A hora mais chata da segunda-feira?

2 abr

Série: Smash
Episódio: #8 – “The Coup”
Temporada: 1ª
Exibido em: 26/03/2012
Canal de Exibição: NBC
Spoilers: Sim
Estrelas: 2 em 5

Era quase meia-noite quando li a primeira crítica do episódio de Smash dessa semana. Michael Ausiello, via twitter, escreveu algo como “Smash foi a hora mais medonha do dia”. Depois de me divertir tanto com “The Workshop” achei exagerada a opinião do jornalista televisivo. Eu estava errada…

Em “The Coup” acompanhamos os momentos seguintes à apresentação de Marylin: The Musical para possíveis investidores. Enquanto Ivy, Julia e Tom passam pela crise de nervosismo e ansiedade, Tom recruta Karen para estrelar uma nova ideia para a produção.

Depois de alguns episódios sem nenhuma importância, Katharine McPhee teve a oportunidade de mostrar o motivo de ser a protagonista da série e falhou lindamente. Alguns dirão que todo o roteiro estava condenado, eu simplesmente começo a perder minha esperança na atriz. “Touch Me” foi escrito para ser exagerado e um erro, mas eu achei que Karen se encontrou na apresentação. Já pode largar a Broadway e ir concorrer com Kate Perry a uns Grammys, se sair da zona boa moça “ursinhos carinhosos”. Além disso, a personagem é tão interessante que dividiu com unhas e dentes o screentime da apresentação com Ryan Tredder, vocalista da banda One Republic que fez uma participação especial nessa semana. E de olho no namorado mala dela que começou a ter a storyline desenvolvida – e mais interessante – que a dela!

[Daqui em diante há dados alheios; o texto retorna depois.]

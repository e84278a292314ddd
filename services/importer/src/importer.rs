//! One import attempt, end to end.

use std::path::Path;
use std::sync::Arc;
use std::time::{Duration, Instant};

use diskport_format::Format;
use tracing::{error, info, warn};

use crate::chain::{Closable, DataStream, LinkKind};
use crate::config::ImporterConfig;
use crate::converter::ImageConverter;
use crate::copier::{Copier, CopyMode};
use crate::endpoint::{Credentials, Endpoint};
use crate::error::ImportError;
use crate::resolver::Resolver;

/// Result of a successful import.
#[derive(Debug, Clone, PartialEq, Eq)]
pub struct ImportReport {
    /// Endpoint with credentials stripped.
    pub endpoint: String,
    /// Format of the decoded payload.
    pub format: Format,
    /// Chain links in construction order.
    pub links: Vec<LinkKind>,
    pub bytes_written: u64,
    pub mode: CopyMode,
    pub duration: Duration,
}

/// Runs imports with a fixed config and converter.
pub struct Importer {
    config: ImporterConfig,
    resolver: Resolver,
    converter: Arc<dyn ImageConverter>,
}

impl Importer {
    pub fn new(
        config: ImporterConfig,
        converter: Arc<dyn ImageConverter>,
    ) -> Result<Self, ImportError> {
        let resolver = Resolver::new(&config)?;
        Ok(Self {
            config,
            resolver,
            converter,
        })
    }

    /// Import `endpoint` into `dest`.
    ///
    /// On failure nothing is left at `dest` and every temp file is gone.
    pub fn import(
        &self,
        endpoint: &str,
        credentials: Option<Credentials>,
        dest: &Path,
    ) -> Result<ImportReport, ImportError> {
        let started = Instant::now();
        let endpoint = Endpoint::parse(endpoint)?;
        info!(endpoint = %endpoint, dest = %dest.display(), "Starting import");

        let stream = DataStream::open(
            endpoint,
            credentials,
            &self.resolver,
            self.config.max_nesting_depth,
        )
        .inspect_err(|e| error!(reason = e.reason_code(), error = %e, "Failed to open source"))?;
        self.finish(stream, dest, started, &self.config)
    }

    /// Import from an already open source, e.g. an accepted socket.
    pub fn import_source(
        &self,
        endpoint: Endpoint,
        source: Box<dyn Closable>,
        dest: &Path,
    ) -> Result<ImportReport, ImportError> {
        let started = Instant::now();
        info!(endpoint = %endpoint, dest = %dest.display(), "Starting import from open source");
        let stream =
            DataStream::from_source(endpoint, None, source, self.config.max_nesting_depth)?;
        self.finish(stream, dest, started, &self.config)
    }

    /// Copy the single entry of a tar stream into `dest` byte for byte.
    ///
    /// The entry is neither decoded nor converted, whatever its content.
    pub fn import_archive(
        &self,
        endpoint: Endpoint,
        source: Box<dyn Closable>,
        dest: &Path,
    ) -> Result<ImportReport, ImportError> {
        let started = Instant::now();
        info!(endpoint = %endpoint, dest = %dest.display(), "Starting verbatim import");
        let stream = DataStream::from_archive(endpoint, source)?;
        let config = ImporterConfig {
            convert: false,
            ..self.config.clone()
        };
        self.finish(stream, dest, started, &config)
    }

    /// Copy, then tear the chain down.
    ///
    /// Teardown errors are logged and never become the reported outcome: once
    /// the copy succeeded the destination is complete and stays in place, and
    /// a failed copy keeps its own cause.
    fn finish(
        &self,
        mut stream: DataStream,
        dest: &Path,
        started: Instant,
        config: &ImporterConfig,
    ) -> Result<ImportReport, ImportError> {
        let result = Copier::new(self.converter.as_ref(), config).copy(&mut stream, dest);

        if let Err(e) = stream.close() {
            warn!(endpoint = %stream.endpoint(), error = %e, "Failed to close import chain");
        }

        let outcome = result.inspect_err(|e| {
            error!(reason = e.reason_code(), error = %e, "Import failed");
        })?;

        let report = ImportReport {
            endpoint: stream.endpoint().redacted(),
            format: stream.format(),
            links: stream.links(),
            bytes_written: outcome.bytes_written,
            mode: outcome.mode,
            duration: started.elapsed(),
        };
        info!(
            endpoint = %report.endpoint,
            format = %report.format,
            mode = ?report.mode,
            bytes = report.bytes_written,
            links = report.links.len(),
            elapsed_ms = u64::try_from(report.duration.as_millis()).unwrap_or(u64::MAX),
            "Import complete"
        );
        Ok(report)
    }
}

A história de Eileen com a filha não poderia ser mais chata, uma decepção para pessoas como eu que sempre defendem o bom personagem de Anjelica Houston.

Michael e Julia provaram que a história deles está na velocidade créu 5. Depois do sexo caliente, seguido pela culpa e obsessão do ator de Joe DiMaggio, neste episódio os dois decidem terminar de vez. Espero que seja só uma brincadeira já que, por mais defeituosa que a história seja, é a melhor abordagem envolvendo Julia, que tem uma família chata e mal desenvolvida. Espero do fundo do meu coração que tenham despedido o pobre infeliz que colocou o marido da ruiva para cantar Bob Marley com Guitar Hero no fundo. Digo não à simpatia forçada!

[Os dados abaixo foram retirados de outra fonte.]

//! Fixture builders shared by the integration tests.

#![allow(dead_code)]

use std::io::Write;

use flate2::write::GzEncoder;
use flate2::Compression;
use xz2::write::XzEncoder;

/// Deterministic pseudo-random payload that does not start with any magic.
pub fn payload(len: usize) -> Vec<u8> {
    let mut state = 0x2545_f491_u32;
    (0..len)
        .map(|_| {
            state ^= state << 13;
            state ^= state >> 17;
            state ^= state << 5;
            (state >> 24) as u8 | 0x80
        })
        .collect()
}

/// Minimal qcow2 image: a v3 header followed by filler.
pub fn qcow2_image(virtual_size: u64, len: usize) -> Vec<u8> {
    let mut image = Vec::with_capacity(len.max(32));
    image.extend_from_slice(b"QFI\xfb");
    image.extend_from_slice(&3u32.to_be_bytes());
    image.extend_from_slice(&[0u8; 16]);
    image.extend_from_slice(&virtual_size.to_be_bytes());
    image.resize(len.max(32), 0);
    image
}

pub fn gzip(data: &[u8]) -> Vec<u8> {
    let mut enc = GzEncoder::new(Vec::new(), Compression::default());
    enc.write_all(data).unwrap();
    enc.finish().unwrap()
}

pub fn xz(data: &[u8]) -> Vec<u8> {
    let mut enc = XzEncoder::new(Vec::new(), 6);
    enc.write_all(data).unwrap();
    enc.finish().unwrap()
}

/// Tar archive holding the given regular files.
pub fn tar(entries: &[(&str, &[u8])]) -> Vec<u8> {
    let mut builder = tar::Builder::new(Vec::new());
    for (name, data) in entries {
        let mut header = tar::Header::new_gnu();
        header.set_size(data.len() as u64);
        header.set_mode(0o644);
        header.set_entry_type(tar::EntryType::Regular);
        builder.append_data(&mut header, name, *data).unwrap();
    }
    builder.into_inner().unwrap()
}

Quanto a Ellis, personagem irritante, falso e puxa-saco, deixo uma imagem que vale mais do que mil palavras. De olho em Julia, esse é o meu sofrimento toda vez que o cara abre a boca.

TIREM ELE DA SÉRIE, POR FAVOR!!!

Fica aqui o meu apelo para que Smash comece a criar uns vilões melhores, porque está difícil!

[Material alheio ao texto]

//! Volume-to-volume clone over a local socket.
//!
//! The source worker streams its image as a single-entry tar archive into a
//! Unix socket; the target worker accepts exactly one connection, unwraps
//! that archive and writes the entry out byte for byte.

use std::fs::{self, File};
use std::io;
use std::net::Shutdown;
use std::os::unix::net::{UnixListener, UnixStream};
use std::path::{Path, PathBuf};
use std::thread;
use std::time::{Duration, Instant};

use tracing::{debug, info, warn};

use crate::endpoint::Endpoint;
use crate::error::ImportError;
use crate::importer::{ImportReport, Importer};

/// Name of the single entry in the clone archive.
pub const CLONE_ENTRY_NAME: &str = "disk.img";

const SOCKET_NAME: &str = "clone.sock";

/// Where the pair of clone workers meet.
#[derive(Debug, Clone, PartialEq, Eq)]
pub struct CloneRendezvous {
    socket_dir: PathBuf,
    id: String,
}

impl CloneRendezvous {
    /// `id` becomes a path component, so it must be a plain name.
    pub fn new(socket_dir: impl Into<PathBuf>, id: impl Into<String>) -> Result<Self, ImportError> {
        let id = id.into();
        let valid = !id.is_empty()
            && id != "."
            && id != ".."
            && !id.contains('/')
            && !id.contains('\0');
        if !valid {
            return Err(ImportError::InvalidEndpoint {
                endpoint: id,
                reason: "clone id must be a single path component".to_string(),
            });
        }
        Ok(Self {
            socket_dir: socket_dir.into(),
            id,
        })
    }

    pub fn id(&self) -> &str {
        &self.id
    }

    pub fn socket_path(&self) -> PathBuf {
        self.socket_dir.join(&self.id).join(SOCKET_NAME)
    }
}

/// Clone worker settings.
#[derive(Debug, Clone)]
pub struct CloneConfig {
    pub socket_dir: PathBuf,
    /// Image inside the mounted volume.
    pub image_path: PathBuf,
    /// How long the source waits for the target's socket.
    pub connect_timeout: Duration,
    pub retry_interval: Duration,
}

impl Default for CloneConfig {
    fn default() -> Self {
        Self {
            socket_dir: PathBuf::from("/tmp/clone/socket"),
            image_path: PathBuf::from("/tmp/clone/image/disk.img"),
            connect_timeout: Duration::from_secs(60),
            retry_interval: Duration::from_millis(500),
        }
    }
}

/// Stream the source image to the target. Returns the payload bytes sent.
pub fn send_source(rendezvous: &CloneRendezvous, config: &CloneConfig) -> Result<u64, ImportError> {
    let image = File::open(&config.image_path)
        .map_err(|e| ImportError::io(format!("opening {}", config.image_path.display()), e))?;
    let size = image
        .metadata()
        .map_err(|e| ImportError::io(format!("inspecting {}", config.image_path.display()), e))?
        .len();

    let socket = connect_with_retry(&rendezvous.socket_path(), config)?;
    info!(id = rendezvous.id(), bytes = size, "Streaming image to clone target");

    let mut header = tar::Header::new_gnu();
    header.set_size(size);
    header.set_mode(0o644);
    header.set_entry_type(tar::EntryType::Regular);

    let mut builder = tar::Builder::new(socket);
    builder
        .append_data(&mut header, CLONE_ENTRY_NAME, image)
        .map_err(|e| ImportError::io("sending clone archive", e))?;
    let socket = builder
        .into_inner()
        .map_err(|e| ImportError::io("finishing clone archive", e))?;

    match socket.shutdown(Shutdown::Write) {
        Err(e) if e.kind() != io::ErrorKind::NotConnected => {
            return Err(ImportError::io("closing clone socket", e));
        }
        _ => {}
    }
    info!(id = rendezvous.id(), bytes = size, "Clone source finished");
    Ok(size)
}

fn connect_with_retry(path: &Path, config: &CloneConfig) -> Result<UnixStream, ImportError> {
    let deadline = Instant::now() + config.connect_timeout;
    loop {
        match UnixStream::connect(path) {
            Ok(stream) => return Ok(stream),
            Err(e) if Instant::now() >= deadline => {
                return Err(ImportError::unreachable(path.display().to_string(), e));
            }
            Err(e) => {
                debug!(socket = %path.display(), error = %e, "Clone target not ready, retrying");
                thread::sleep(config.retry_interval);
            }
        }
    }
}

/// Removes the socket file however the target exits.
struct SocketFile(PathBuf);

impl Drop for SocketFile {
    fn drop(&mut self) {
        match fs::remove_file(&self.0) {
            Ok(()) => debug!(socket = %self.0.display(), "Removed clone socket"),
            Err(e) if e.kind() == io::ErrorKind::NotFound => {}
            Err(e) => warn!(socket = %self.0.display(), error = %e, "Failed to remove clone socket"),
        }
    }
}

/// Accept one clone connection and copy the image it carries into `dest`.
///
/// The source already holds the target's final image, so only the archive
/// wrapping is removed. Content that looks compressed or archived is kept as is.
pub fn receive_target(
    rendezvous: &CloneRendezvous,
    importer: &Importer,
    dest: &Path,
) -> Result<ImportReport, ImportError> {
    let path = rendezvous.socket_path();
    if let Some(dir) = path.parent() {
        fs::create_dir_all(dir)
            .map_err(|e| ImportError::io(format!("creating {}", dir.display()), e))?;
    }
    // A leftover socket from an earlier attempt would make bind fail
    if let Err(e) = fs::remove_file(&path) {
        if e.kind() != io::ErrorKind::NotFound {
            return Err(ImportError::io(format!("removing stale {}", path.display()), e));
        }
    }

    let listener = UnixListener::bind(&path)
        .map_err(|e| ImportError::io(format!("binding {}", path.display()), e))?;
    let _socket_file = SocketFile(path.clone());
    info!(id = rendezvous.id(), socket = %path.display(), "Waiting for clone source");

    let (stream, _) = listener
        .accept()
        .map_err(|e| ImportError::io("accepting clone connection", e))?;
    drop(listener);
    debug!(id = rendezvous.id(), "Clone source connected");

    let endpoint = Endpoint::from_file_path(&path)?;
    importer.import_archive(endpoint, Box::new(stream), dest)
}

Falando em pseudo-antagonistas, Ivy não apareceu muito no episódio, só deu as caras para jorrar dor de cotovelo e insegurança. A cena do boliche, embora bem coreografada, pecou na escolha da música.

No estilo, “guardo o melhor para o final”, Smash só não foi zero estrelas devido à uma ótima conversa entre Tom e Derek. Finalmente descobrimos o motivo de tanto rancor entre os dois durante uma cena raivosa, debochada e honesta.

O jeito agora é cruzar os dedos e esperar o que vem por ai. Ivy foi chutada de vez da posição de protagonista e a equipe ira atrás de uma famosa para o papel de Marilyn. Além disso, o nome também sofrerá mudanças.

O próximo episódio chama-se “Hell on Earth” e será exibido em meio à boas notícias para a série. Kristin Chenoweth, diva da Broadway e participante serial de séries de TV, como Glee e Pushing Daisies, participará da segunda temporada de Smash!